一年二組の札がかかった部屋の前に立つと、中から話し声が聞こえる。
「いいじゃないか、付き合えよ」
「だから私、今日は用事があるんだってば!」
「この前もそう言ってただろ、付き合い悪いじゃねえか?」
「こっちにだって、色々と都合があるのよ」
「そんなこと言うなよ。
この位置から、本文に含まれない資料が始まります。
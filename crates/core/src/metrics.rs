//! Prometheus metrics for core components.
//!
//! This module provides metrics for:
//! - Search coordinator (fetch cycles, result counts)
//! - Trend store (records by outcome, trending loads)
//! - External services (catalog, row store)

use once_cell::sync::Lazy;
use prometheus::{HistogramOpts, HistogramVec, IntCounterVec, Opts};

// =============================================================================
// Search Metrics
// =============================================================================

/// Fetch cycles total by result.
pub static FETCH_CYCLES: Lazy<IntCounterVec> = Lazy::new(|| {
    IntCounterVec::new(
        Opts::new("reelscout_fetch_cycles_total", "Total movie fetch cycles"),
        &["mode", "result"], // mode: "discover", "search"; result: "success", "failed"
    )
    .unwrap()
});

/// Movies returned per fetch cycle.
pub static SEARCH_RESULTS: Lazy<HistogramVec> = Lazy::new(|| {
    HistogramVec::new(
        HistogramOpts::new(
            "reelscout_search_results",
            "Number of movies returned per fetch cycle",
        )
        .buckets(vec![0.0, 1.0, 5.0, 10.0, 20.0, 50.0]),
        &[],
    )
    .unwrap()
});

// =============================================================================
// Trend Metrics
// =============================================================================

/// Search term records by outcome.
pub static TREND_RECORDS: Lazy<IntCounterVec> = Lazy::new(|| {
    IntCounterVec::new(
        Opts::new(
            "reelscout_trend_records_total",
            "Total search term records",
        ),
        &["outcome"], // "created", "incremented", "failed"
    )
    .unwrap()
});

/// Trending list loads by result.
pub static TRENDING_LOADS: Lazy<IntCounterVec> = Lazy::new(|| {
    IntCounterVec::new(
        Opts::new("reelscout_trending_loads_total", "Total trending list loads"),
        &["result"], // "success", "failed"
    )
    .unwrap()
});

// =============================================================================
// External Service Metrics
// =============================================================================

/// External service request duration.
pub static EXTERNAL_SERVICE_DURATION: Lazy<HistogramVec> = Lazy::new(|| {
    HistogramVec::new(
        HistogramOpts::new(
            "reelscout_external_service_duration_seconds",
            "Duration of external service calls",
        )
        .buckets(vec![0.05, 0.1, 0.25, 0.5, 1.0, 2.5, 5.0, 10.0, 30.0]),
        &["service", "operation"],
    )
    .unwrap()
});

/// External service requests total.
pub static EXTERNAL_SERVICE_REQUESTS: Lazy<IntCounterVec> = Lazy::new(|| {
    IntCounterVec::new(
        Opts::new(
            "reelscout_external_service_requests_total",
            "Total external service requests",
        ),
        &["service", "operation", "result"], // service: "tmdb", "appwrite"
    )
    .unwrap()
});

// =============================================================================
// Helper functions
// =============================================================================

/// Get all core metrics for registration in a registry.
pub fn all_metrics() -> Vec<Box<dyn prometheus::core::Collector>> {
    vec![
        // Search
        Box::new(FETCH_CYCLES.clone()),
        Box::new(SEARCH_RESULTS.clone()),
        // Trends
        Box::new(TREND_RECORDS.clone()),
        Box::new(TRENDING_LOADS.clone()),
        // External services
        Box::new(EXTERNAL_SERVICE_DURATION.clone()),
        Box::new(EXTERNAL_SERVICE_REQUESTS.clone()),
    ]
}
また楽しませてやるからさあ?」
「あんた、結局それが目当てなんでしょ!? 一度や二度寝たからって、いい気にならないでよ!」
なんだこれ?
恋人同士の痴話げんかか?
そっと中を覗くと――
だらしなくにやついた顔の赤石と、眉間に皺を寄せた夢佳が向きあって、言い争いをしていた。
どうしたもんかな、これ。
男女の仲に割って入るのは、良くないだろう。
でも俺、これから夢佳と、約束しているんだよな。
――まあ、俺が顔を出せば、どっちがいいのかは、夢佳が選ぶだろう。
そう考えて、教室に足を踏み入れる。
二人ともすぐに俺に気づいて、眼差しをこちらに向けた。
「あっ、珠李君、待ってたわよ!」
夢佳が嬉々とした色を顔に浮かべて、手を振ってくる。
「ああ? お前が用事があるって、もしかしてこいつか?」
「ええ、そうよ」
「ふざ、ふざけるなあ! なんでよりによって、こんな奴と!?」
「関係ないでしょ、あんたとは」
そう言葉を飛ばしながら彼女は、帰り支度を始めた俺の方へと駆け寄ってきた。
赤石が血相を変えて、
「てめえ新入り、どういうつもりだああ?」
「何を怒ってるのかよく分からないが、俺はこれから帰るんだ」
「そうよ、私と一緒にね!」
夢佳は俺の後ろに回り、両肩の上に小さな手を乗せた。
「きっさまあ…… なんなら、ここでのしてやってもいいんだぜ?」
「ちょっとやめてよ、こんなとこで! みっともないわよ!!」
「ぐうう……」
夢佳に一括されて、赤石はぐっと押し黙り。
「覚えてろよ、新入り……」
そう吐き捨てて、のしのしとこの場から立ち去って行った。
なんか、よっぽど嫌われたみたいだな。
サッカーのことが気に入らないのか、それとも夢佳を盗られたとでも思ったのか。
高校生活って、意外と大変で、面倒くさいんだな。